### Work to be completed
Can you give all the records again without altering a single character?

### Data for review
--*--

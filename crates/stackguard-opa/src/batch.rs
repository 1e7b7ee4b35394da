//! Batch evaluation

use futures::stream::{self, StreamExt};
use futures::FutureExt;
use serde::{Deserialize, Serialize};
use std::panic::AssertUnwindSafe;
use std::time::Instant;
use tracing::{info, warn};

use crate::{OpaEngine, OpaEvaluationResult, OpaInput};

/// Evaluations allowed in flight at once
pub const DEFAULT_BATCH_CONCURRENCY: usize = 8;

/// Results of evaluating many inputs with one engine
#[derive(Debug, Clone, PartialEq, Serialize, Deserialize)]
#[serde(rename_all = "camelCase")]
pub struct BatchResult {
    pub input_count: usize,
    pub total_violations: usize,

    /// Sum of the per-input evaluation durations
    pub total_duration_ms: f64,

    /// One result per input, in input order
    pub results: Vec<OpaEvaluationResult>,

    /// Results with `ok == false`
    pub failed: usize,
}

impl BatchResult {
    /// Whether any input was denied
    pub fn any_denied(&self) -> bool {
        self.results.iter().any(OpaEvaluationResult::is_denied)
    }
}

/// Evaluate every input, preserving order
///
/// A panic inside one evaluation is turned into a failed result for that
/// input only.
pub async fn batch_evaluate(engine: &dyn OpaEngine, inputs: &[OpaInput]) -> BatchResult {
    batch_evaluate_with_concurrency(engine, inputs, DEFAULT_BATCH_CONCURRENCY).await
}

/// [`batch_evaluate`] with an explicit concurrency bound
pub async fn batch_evaluate_with_concurrency(
    engine: &dyn OpaEngine,
    inputs: &[OpaInput],
    concurrency: usize,
) -> BatchResult {
    let start = Instant::now();
    let engine_name = engine.engine_type().as_str();

    let results: Vec<OpaEvaluationResult> = stream::iter(inputs.iter().enumerate())
        .map(|(index, input)| async move {
            match AssertUnwindSafe(engine.evaluate(input)).catch_unwind().await {
                Ok(result) => result,
                Err(_) => {
                    warn!(index, engine = engine_name, "Policy evaluation panicked");
                    OpaEvaluationResult::failed("evaluation panicked", Vec::new())
                }
            }
        })
        .buffered(concurrency.max(1))
        .collect()
        .await;

    for result in &results {
        metrics::counter!("stackguard_opa_evaluations_total", "engine" => engine_name).increment(1);
        metrics::histogram!("stackguard_opa_evaluation_ms", "engine" => engine_name).record(result.duration_ms);
    }

    let batch = BatchResult {
        input_count: inputs.len(),
        total_violations: results.iter().map(|r| r.violations.len()).sum(),
        total_duration_ms: results.iter().map(|r| r.duration_ms).sum(),
        failed: results.iter().filter(|r| !r.ok).count(),
        results,
    };

    info!(
        engine = engine_name,
        inputs = batch.input_count,
        violations = batch.total_violations,
        failed = batch.failed,
        wall_ms = start.elapsed().as_millis() as u64,
        "Batch evaluation complete"
    );
    batch
}

#[cfg(test)]
mod tests {
    use super::*;
    use crate::{EngineType, MockOpaEngine, OpaPolicyViolation};
    use async_trait::async_trait;
    use serde_json::json;
    use stackguard_policy::{RuleAction, Severity};

    fn violation(rule: &str) -> OpaPolicyViolation {
        OpaPolicyViolation::new(rule, rule, Severity::High, RuleAction::Deny, "batch")
    }

    #[tokio::test]
    async fn test_order_and_totals() {
        let engine = MockOpaEngine::new()
            .when_action("delete", OpaEvaluationResult::with_violations(vec![violation("a"), violation("b")]))
            .when_action("update", OpaEvaluationResult::with_violations(vec![violation("c")]));

        let inputs: Vec<OpaInput> = ["create", "delete", "update", "create"]
            .iter()
            .map(|action| OpaInput::new(json!({ "action": action })))
            .collect();

        let batch = batch_evaluate(&engine, &inputs).await;
        assert_eq!(batch.input_count, 4);
        assert_eq!(batch.total_violations, 3);
        assert_eq!(batch.failed, 0);
        assert!(batch.any_denied());

        let counts: Vec<usize> = batch.results.iter().map(|r| r.violations.len()).collect();
        assert_eq!(counts, vec![0, 2, 1, 0]);

        let summed: f64 = batch.results.iter().map(|r| r.duration_ms).sum();
        assert_eq!(batch.total_duration_ms, summed);
        assert_eq!(engine.call_count(), 4);
    }

    #[tokio::test]
    async fn test_empty_batch() {
        let batch = batch_evaluate(&MockOpaEngine::new(), &[]).await;
        assert_eq!(batch.input_count, 0);
        assert!(batch.results.is_empty());
    }

    struct PanicsOnDelete;

    #[async_trait]
    impl OpaEngine for PanicsOnDelete {
        fn engine_type(&self) -> EngineType {
            EngineType::Mock
        }

        async fn evaluate(&self, input: &OpaInput) -> OpaEvaluationResult {
            if input.change_request["action"] == "delete" {
                panic!("boom");
            }
            let mut result = OpaEvaluationResult::with_violations(vec![violation("ok")]);
            result.duration_ms = 2.5;
            result
        }

        async fn health_check(&self) -> bool {
            true
        }
    }

    #[tokio::test]
    async fn test_panic_isolated_to_one_input() {
        let inputs = vec![
            OpaInput::new(json!({"action": "create"})),
            OpaInput::new(json!({"action": "delete"})),
            OpaInput::new(json!({"action": "update"})),
        ];

        let batch = batch_evaluate_with_concurrency(&PanicsOnDelete, &inputs, 2).await;
        assert_eq!(batch.failed, 1);
        assert!(!batch.results[1].ok);
        assert_eq!(batch.results[1].error.as_deref(), Some("evaluation panicked"));
        assert_eq!(batch.total_violations, 2);
        assert_eq!(batch.total_duration_ms, 5.0);
    }
}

--*--

### The completed task
filename crates/stackguard-opa/src/batch.rs
repository 1e7b7ee4b35394da
//! Batch evaluation

use futures::stream::{self, StreamExt};
use futures::FutureExt;
use serde::{Deserialize, Serialize};
use std::panic::AssertUnwindSafe;
use std::time::Instant;
use tracing::{info, warn};

use crate::{OpaEngine, OpaEvaluationResult, OpaInput};

/// Evaluations allowed in flight at once
pub const DEFAULT_BATCH_CONCURRENCY: usize = 8;

/// Results of evaluating many inputs with one engine
#[derive(Debug, Clone, PartialEq, Serialize, Deserialize)]
#[serde(rename_all = "camelCase")]
pub struct BatchResult {
    pub input_count: usize,
    pub total_violations: usize,

    /// Sum of the per-input evaluation durations
    pub total_duration_ms: f64,

    /// One result per input, in input order
    pub results: Vec<OpaEvaluationResult>,

    /// Results with `ok == false`
    pub failed: usize,
}

impl BatchResult {
    /// Whether any input was denied
    pub fn any_denied(&self) -> bool {
        self.results.iter().any(OpaEvaluationResult::is_denied)
    }
}

/// Evaluate every input, preserving order
///
/// A panic inside one evaluation is turned into a failed result for that
/// input only.
pub async fn batch_evaluate(engine: &dyn OpaEngine, inputs: &[OpaInput]) -> BatchResult {
    batch_evaluate_with_concurrency(engine, inputs, DEFAULT_BATCH_CONCURRENCY).await
}

/// [`batch_evaluate`] with an explicit concurrency bound
pub async fn batch_evaluate_with_concurrency(
    engine: &dyn OpaEngine,
    inputs: &[OpaInput],
    concurrency: usize,
) -> BatchResult {
    let start = Instant::now();
    let engine_name = engine.engine_type().as_str();

    let results: Vec<OpaEvaluationResult> = stream::iter(inputs.iter().enumerate())
        .map(|(index, input)| async move {
            match AssertUnwindSafe(engine.evaluate(input)).catch_unwind().await {
                Ok(result) => result,
                Err(_) => {
                    warn!(index, engine = engine_name, "Policy evaluation panicked");
                    OpaEvaluationResult::failed("evaluation panicked", Vec::new())
                }
            }
        })
        .buffered(concurrency.max(1))
        .collect()
        .await;

    for result in &results {
        metrics::counter!("stackguard_opa_evaluations_total", "engine" => engine_name).increment(1);
        metrics::histogram!("stackguard_opa_evaluation_ms", "engine" => engine_name).record(result.duration_ms);
    }

    let batch = BatchResult {
        input_count: inputs.len(),
        total_violations: results.iter().map(|r| r.violations.len()).sum(),
        total_duration_ms: results.iter().map(|r| r.duration_ms).sum(),
        failed: results.iter().filter(|r| !r.ok).count(),
        results,
    };

    info!(
        engine = engine_name,
        inputs = batch.input_count,
        violations = batch.total_violations,
        failed = batch.failed,
        wall_ms = start.elapsed().as_millis() as u64,
        "Batch evaluation complete"
    );
    batch
}

#[cfg(test)]
mod tests {
    use super::*;
    use crate::{EngineType, MockOpaEngine, OpaPolicyViolation};
    use async_trait::async_trait;
    use serde_json::json;
    use stackguard_policy::{RuleAction, Severity};

    fn violation(rule: &str) -> OpaPolicyViolation {
        OpaPolicyViolation::new(rule, rule, Severity::High, RuleAction::Deny, "batch")
    }

    #[tokio::test]
    async fn test_order_and_totals() {
        let engine = MockOpaEngine::new()
            .when_action("delete", OpaEvaluationResult::with_violations(vec![violation("a"), violation("b")]))
            .when_action("update", OpaEvaluationResult::with_violations(vec![violation("c")]));

        let inputs: Vec<OpaInput> = ["create", "delete", "update", "create"]
            .iter()
            .map(|action| OpaInput::new(json!({ "action": action })))
            .collect();

        let batch = batch_evaluate(&engine, &inputs).await;
        assert_eq!(batch.input_count, 4);
        assert_eq!(batch.total_violations, 3);
        assert_eq!(batch.failed, 0);
        assert!(batch.any_denied());

        let counts: Vec<usize> = batch.results.iter().map(|r| r.violations.len()).collect();
        assert_eq!(counts, vec![0, 2, 1, 0]);

        let summed: f64 = batch.results.iter().map(|r| r.duration_ms).sum();
        assert_eq!(batch.total_duration_ms, summed);
        assert_eq!(engine.call_count(), 4);
    }

    #[tokio::test]
    async fn test_empty_batch() {
        let batch = batch_evaluate(&MockOpaEngine::new(), &[]).await;
        assert_eq!(batch.input_count, 0);
        assert!(batch.results.is_empty());
    }

    struct PanicsOnDelete;

    #[async_trait]
    impl OpaEngine for PanicsOnDelete {
        fn engine_type(&self) -> EngineType {
            EngineType::Mock
        }

        async fn evaluate(&self, input: &OpaInput) -> OpaEvaluationResult {
            if input.change_request["action"] == "delete" {
                panic!("boom");
            }
            let mut result = OpaEvaluationResult::with_violations(vec![violation("ok")]);
            result.duration_ms = 2.5;
            result
        }

        async fn health_check(&self) -> bool {
            true
        }
    }

    #[tokio::test]
    async fn test_panic_isolated_to_one_input() {
        let inputs = vec![
            OpaInput::new(json!({"action": "create"})),
            OpaInput::new(json!({"action": "delete"})),
            OpaInput::new(json!({"action": "update"})),
        ];

        let batch = batch_evaluate_with_concurrency(&PanicsOnDelete, &inputs, 2).await;
        assert_eq!(batch.failed, 1);
        assert!(!batch.results[1].ok);
        assert_eq!(batch.results[1].error.as_deref(), Some("evaluation panicked"));
        assert_eq!(batch.total_violations, 2);
        assert_eq!(batch.total_duration_ms, 5.0);
    }
}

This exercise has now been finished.